### WHAT YOU ARE ASKED TO DO
Extract every line from the records below that contains the word "variables".

---- PROVIDED ENTRIES

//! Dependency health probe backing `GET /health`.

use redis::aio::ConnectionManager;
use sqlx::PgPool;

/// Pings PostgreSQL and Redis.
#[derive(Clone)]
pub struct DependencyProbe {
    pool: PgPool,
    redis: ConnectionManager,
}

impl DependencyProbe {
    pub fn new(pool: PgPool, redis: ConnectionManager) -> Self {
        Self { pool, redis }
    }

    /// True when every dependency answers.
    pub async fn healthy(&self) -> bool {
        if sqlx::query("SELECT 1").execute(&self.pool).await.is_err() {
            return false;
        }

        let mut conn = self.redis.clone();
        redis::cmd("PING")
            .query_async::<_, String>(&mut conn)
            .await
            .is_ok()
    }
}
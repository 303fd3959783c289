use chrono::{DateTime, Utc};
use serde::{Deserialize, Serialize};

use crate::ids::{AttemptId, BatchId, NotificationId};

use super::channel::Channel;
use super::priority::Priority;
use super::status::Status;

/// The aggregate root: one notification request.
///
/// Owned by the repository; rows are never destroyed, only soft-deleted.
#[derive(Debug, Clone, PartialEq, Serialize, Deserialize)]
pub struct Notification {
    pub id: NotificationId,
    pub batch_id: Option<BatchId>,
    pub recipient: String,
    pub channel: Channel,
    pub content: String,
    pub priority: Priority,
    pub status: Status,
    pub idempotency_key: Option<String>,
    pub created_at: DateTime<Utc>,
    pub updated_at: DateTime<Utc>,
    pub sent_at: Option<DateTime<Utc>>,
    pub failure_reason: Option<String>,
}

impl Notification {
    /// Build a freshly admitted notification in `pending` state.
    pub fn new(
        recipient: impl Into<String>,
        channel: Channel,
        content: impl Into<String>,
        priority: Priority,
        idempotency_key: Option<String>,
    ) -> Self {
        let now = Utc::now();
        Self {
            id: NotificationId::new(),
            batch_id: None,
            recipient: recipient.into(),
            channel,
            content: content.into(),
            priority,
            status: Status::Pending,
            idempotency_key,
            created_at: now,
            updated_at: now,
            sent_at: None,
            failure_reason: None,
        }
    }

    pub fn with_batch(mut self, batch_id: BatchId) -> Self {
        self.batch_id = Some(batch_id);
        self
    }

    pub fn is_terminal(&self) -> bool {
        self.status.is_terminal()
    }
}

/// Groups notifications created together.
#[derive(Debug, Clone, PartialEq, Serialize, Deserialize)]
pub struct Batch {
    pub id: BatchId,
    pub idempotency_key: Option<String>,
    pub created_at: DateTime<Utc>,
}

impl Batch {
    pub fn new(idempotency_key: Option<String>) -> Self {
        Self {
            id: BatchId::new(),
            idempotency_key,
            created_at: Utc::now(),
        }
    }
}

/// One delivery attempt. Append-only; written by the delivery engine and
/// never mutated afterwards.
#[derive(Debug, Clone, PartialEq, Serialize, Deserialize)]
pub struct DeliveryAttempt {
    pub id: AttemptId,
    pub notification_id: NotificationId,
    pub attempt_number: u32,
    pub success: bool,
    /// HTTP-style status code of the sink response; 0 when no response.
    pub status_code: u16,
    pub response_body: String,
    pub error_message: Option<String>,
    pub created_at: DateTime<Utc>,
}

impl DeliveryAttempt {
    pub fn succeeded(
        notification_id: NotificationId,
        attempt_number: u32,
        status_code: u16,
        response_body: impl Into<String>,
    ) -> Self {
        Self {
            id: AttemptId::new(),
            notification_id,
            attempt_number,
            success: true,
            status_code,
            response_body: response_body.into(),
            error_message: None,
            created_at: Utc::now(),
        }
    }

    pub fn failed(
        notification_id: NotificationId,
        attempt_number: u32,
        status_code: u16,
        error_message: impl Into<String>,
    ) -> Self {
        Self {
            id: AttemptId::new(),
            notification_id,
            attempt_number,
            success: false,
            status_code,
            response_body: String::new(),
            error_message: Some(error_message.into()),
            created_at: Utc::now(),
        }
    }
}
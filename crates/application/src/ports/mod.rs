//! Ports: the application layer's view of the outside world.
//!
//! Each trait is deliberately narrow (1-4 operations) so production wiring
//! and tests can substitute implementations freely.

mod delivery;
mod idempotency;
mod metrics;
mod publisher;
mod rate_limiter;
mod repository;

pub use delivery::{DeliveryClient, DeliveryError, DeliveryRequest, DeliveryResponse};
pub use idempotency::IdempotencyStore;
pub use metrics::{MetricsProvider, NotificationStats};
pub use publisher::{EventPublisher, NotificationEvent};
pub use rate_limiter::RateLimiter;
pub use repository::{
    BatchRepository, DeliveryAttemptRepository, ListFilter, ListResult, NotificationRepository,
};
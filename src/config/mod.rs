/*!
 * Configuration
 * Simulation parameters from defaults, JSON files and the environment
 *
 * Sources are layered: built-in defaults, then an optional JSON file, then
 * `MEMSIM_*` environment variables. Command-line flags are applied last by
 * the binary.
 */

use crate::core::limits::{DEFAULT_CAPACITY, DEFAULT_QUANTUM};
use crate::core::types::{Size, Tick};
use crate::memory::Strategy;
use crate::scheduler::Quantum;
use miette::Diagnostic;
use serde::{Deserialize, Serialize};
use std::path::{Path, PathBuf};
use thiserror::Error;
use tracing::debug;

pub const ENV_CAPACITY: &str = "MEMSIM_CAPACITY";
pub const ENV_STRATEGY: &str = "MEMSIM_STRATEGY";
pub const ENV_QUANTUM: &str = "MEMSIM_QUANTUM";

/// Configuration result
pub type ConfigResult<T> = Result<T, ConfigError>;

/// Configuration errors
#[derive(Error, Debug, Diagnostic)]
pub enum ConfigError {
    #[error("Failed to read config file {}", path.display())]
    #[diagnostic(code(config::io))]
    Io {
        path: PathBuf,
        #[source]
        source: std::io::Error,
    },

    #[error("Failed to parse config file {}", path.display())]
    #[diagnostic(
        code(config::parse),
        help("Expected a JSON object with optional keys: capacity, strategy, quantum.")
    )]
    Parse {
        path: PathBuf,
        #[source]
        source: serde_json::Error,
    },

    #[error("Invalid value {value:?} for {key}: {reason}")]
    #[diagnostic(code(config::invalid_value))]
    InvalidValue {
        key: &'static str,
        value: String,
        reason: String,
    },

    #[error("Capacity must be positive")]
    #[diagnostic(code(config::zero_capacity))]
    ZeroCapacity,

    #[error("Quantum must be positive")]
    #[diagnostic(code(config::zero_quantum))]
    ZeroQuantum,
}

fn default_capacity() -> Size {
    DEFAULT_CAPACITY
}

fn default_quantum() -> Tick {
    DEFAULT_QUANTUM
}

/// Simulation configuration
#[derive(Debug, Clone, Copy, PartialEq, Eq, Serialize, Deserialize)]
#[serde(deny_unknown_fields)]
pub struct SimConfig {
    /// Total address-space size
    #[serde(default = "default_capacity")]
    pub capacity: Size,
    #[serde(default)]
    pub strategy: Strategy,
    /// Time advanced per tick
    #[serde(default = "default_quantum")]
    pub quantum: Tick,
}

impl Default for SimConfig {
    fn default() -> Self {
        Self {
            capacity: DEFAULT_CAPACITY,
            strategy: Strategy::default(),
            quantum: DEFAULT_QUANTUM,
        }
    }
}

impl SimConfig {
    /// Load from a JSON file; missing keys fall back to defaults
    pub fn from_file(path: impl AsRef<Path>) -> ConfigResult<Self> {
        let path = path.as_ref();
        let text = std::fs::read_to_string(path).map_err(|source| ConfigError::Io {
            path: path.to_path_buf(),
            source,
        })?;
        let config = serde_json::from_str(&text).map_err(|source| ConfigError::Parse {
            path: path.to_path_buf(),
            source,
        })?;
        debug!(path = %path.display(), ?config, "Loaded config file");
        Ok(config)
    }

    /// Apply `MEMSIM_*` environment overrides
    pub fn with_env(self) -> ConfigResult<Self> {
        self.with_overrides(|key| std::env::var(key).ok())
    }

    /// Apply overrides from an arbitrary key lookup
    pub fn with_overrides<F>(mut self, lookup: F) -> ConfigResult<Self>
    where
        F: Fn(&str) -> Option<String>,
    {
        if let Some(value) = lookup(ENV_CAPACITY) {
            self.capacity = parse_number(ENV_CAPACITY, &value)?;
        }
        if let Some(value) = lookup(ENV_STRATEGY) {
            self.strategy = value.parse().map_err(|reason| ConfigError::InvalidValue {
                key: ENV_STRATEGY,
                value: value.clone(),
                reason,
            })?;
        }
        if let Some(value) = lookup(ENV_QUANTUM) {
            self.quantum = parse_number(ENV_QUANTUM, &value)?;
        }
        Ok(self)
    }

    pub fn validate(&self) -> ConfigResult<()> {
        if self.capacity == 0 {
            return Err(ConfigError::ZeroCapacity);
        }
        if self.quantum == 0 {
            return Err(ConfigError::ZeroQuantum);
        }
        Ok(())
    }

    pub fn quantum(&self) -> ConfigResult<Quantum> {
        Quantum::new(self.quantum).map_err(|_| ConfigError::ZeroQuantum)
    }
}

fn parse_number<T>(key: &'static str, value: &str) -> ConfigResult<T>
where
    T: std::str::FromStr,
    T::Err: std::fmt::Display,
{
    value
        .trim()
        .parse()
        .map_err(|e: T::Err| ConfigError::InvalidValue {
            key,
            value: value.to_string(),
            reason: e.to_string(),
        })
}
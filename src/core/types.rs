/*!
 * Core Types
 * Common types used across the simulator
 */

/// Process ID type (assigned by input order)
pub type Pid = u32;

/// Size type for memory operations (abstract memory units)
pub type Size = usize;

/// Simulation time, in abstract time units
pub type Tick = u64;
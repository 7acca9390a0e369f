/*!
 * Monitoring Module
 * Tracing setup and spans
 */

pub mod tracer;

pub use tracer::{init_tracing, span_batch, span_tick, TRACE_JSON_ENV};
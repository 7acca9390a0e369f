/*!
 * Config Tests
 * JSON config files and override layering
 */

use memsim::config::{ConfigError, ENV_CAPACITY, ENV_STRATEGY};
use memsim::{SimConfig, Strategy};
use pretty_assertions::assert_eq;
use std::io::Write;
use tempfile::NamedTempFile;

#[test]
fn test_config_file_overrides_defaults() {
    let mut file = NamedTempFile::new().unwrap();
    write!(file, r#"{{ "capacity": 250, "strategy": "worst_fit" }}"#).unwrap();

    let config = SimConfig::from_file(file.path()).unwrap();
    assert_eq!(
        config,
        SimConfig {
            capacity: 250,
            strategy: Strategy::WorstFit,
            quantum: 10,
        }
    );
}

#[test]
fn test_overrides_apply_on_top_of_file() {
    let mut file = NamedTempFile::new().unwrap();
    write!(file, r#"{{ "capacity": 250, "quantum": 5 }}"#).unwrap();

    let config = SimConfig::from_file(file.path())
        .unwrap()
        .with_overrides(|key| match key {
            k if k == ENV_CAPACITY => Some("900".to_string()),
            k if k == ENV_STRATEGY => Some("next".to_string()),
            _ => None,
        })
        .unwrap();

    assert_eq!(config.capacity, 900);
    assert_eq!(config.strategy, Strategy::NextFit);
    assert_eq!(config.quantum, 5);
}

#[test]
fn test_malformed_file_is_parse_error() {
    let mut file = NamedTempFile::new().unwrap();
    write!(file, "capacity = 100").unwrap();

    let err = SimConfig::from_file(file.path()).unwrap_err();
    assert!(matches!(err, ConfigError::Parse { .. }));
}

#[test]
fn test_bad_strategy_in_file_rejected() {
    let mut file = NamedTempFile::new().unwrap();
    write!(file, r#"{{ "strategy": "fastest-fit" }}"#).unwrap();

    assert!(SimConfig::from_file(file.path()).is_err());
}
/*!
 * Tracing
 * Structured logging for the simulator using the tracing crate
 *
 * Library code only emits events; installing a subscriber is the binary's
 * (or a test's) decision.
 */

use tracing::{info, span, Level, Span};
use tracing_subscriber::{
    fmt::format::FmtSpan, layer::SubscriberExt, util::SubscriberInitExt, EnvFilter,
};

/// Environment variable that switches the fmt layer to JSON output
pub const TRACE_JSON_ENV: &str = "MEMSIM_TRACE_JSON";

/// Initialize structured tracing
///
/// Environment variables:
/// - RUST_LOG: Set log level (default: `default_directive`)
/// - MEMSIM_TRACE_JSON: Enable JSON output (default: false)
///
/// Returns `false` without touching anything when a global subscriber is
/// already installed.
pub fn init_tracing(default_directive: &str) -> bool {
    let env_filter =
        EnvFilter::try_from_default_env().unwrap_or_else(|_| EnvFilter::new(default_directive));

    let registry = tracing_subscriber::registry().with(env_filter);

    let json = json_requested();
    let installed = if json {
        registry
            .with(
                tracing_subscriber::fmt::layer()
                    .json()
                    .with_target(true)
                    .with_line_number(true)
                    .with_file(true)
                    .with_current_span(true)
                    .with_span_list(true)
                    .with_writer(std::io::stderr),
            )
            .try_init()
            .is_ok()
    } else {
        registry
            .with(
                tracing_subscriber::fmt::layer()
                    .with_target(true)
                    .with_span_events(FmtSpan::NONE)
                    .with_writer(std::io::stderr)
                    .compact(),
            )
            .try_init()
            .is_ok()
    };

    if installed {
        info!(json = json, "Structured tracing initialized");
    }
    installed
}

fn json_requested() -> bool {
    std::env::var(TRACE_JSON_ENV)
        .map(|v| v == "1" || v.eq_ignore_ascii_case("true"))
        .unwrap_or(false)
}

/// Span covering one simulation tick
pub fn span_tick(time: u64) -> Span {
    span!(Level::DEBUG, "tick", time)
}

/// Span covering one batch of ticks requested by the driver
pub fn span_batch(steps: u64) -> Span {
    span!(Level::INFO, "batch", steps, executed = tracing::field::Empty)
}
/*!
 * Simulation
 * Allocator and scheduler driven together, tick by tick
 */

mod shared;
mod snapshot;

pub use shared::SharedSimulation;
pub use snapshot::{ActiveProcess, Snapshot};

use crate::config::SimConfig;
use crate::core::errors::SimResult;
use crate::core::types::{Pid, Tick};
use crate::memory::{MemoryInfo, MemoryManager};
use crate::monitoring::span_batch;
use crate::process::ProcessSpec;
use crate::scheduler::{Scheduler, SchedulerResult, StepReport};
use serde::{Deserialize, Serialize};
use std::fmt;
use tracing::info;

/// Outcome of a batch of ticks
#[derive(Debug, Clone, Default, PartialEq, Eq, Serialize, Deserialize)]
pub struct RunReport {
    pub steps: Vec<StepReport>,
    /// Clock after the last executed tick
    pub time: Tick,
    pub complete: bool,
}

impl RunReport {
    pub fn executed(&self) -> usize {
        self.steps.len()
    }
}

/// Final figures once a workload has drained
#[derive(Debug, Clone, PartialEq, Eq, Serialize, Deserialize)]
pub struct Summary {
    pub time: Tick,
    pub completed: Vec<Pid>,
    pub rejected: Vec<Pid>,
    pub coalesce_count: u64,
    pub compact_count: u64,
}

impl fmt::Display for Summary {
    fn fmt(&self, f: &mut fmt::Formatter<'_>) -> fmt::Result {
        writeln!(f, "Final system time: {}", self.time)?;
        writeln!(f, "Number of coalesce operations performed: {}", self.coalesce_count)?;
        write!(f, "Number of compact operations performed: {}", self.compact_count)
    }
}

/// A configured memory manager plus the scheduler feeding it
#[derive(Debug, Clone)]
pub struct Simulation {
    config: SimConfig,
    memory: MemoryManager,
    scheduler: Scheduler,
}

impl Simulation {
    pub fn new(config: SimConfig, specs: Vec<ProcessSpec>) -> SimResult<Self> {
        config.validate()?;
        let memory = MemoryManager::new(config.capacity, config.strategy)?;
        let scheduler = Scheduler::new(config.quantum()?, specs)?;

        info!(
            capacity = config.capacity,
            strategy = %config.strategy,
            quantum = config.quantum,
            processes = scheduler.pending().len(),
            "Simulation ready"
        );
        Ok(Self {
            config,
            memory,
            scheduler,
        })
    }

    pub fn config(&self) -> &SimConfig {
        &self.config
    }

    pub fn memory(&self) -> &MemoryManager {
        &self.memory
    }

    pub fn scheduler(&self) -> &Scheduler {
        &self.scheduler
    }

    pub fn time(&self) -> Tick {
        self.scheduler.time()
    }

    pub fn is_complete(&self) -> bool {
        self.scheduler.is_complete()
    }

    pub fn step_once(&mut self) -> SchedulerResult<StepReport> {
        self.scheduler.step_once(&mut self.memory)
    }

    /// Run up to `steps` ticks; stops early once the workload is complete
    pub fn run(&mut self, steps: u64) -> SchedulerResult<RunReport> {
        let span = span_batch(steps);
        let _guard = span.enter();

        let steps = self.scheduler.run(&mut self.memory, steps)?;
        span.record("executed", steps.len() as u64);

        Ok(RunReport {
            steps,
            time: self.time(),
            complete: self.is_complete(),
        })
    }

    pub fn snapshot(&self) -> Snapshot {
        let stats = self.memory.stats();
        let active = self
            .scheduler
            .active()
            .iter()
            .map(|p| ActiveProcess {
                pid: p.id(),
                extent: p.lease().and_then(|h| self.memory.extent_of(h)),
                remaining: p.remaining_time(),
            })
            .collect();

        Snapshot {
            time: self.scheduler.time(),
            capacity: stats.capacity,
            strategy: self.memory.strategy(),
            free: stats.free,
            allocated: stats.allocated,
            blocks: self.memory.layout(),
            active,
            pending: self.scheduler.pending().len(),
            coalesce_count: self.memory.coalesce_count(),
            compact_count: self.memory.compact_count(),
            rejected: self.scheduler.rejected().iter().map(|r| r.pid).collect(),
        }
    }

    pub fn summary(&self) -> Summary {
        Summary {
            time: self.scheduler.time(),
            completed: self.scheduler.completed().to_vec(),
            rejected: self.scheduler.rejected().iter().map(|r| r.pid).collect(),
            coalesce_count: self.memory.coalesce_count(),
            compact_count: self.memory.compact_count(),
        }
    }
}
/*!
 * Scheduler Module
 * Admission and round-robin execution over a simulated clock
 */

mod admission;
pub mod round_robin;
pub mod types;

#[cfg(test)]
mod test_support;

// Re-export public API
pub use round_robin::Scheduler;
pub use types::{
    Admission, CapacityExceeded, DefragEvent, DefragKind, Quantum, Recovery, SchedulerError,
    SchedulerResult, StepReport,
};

--------

### EXERCISE OUTPUT
 * `MEMSIM_*` environment variables. Command-line flags are applied last by
/// Environment variables:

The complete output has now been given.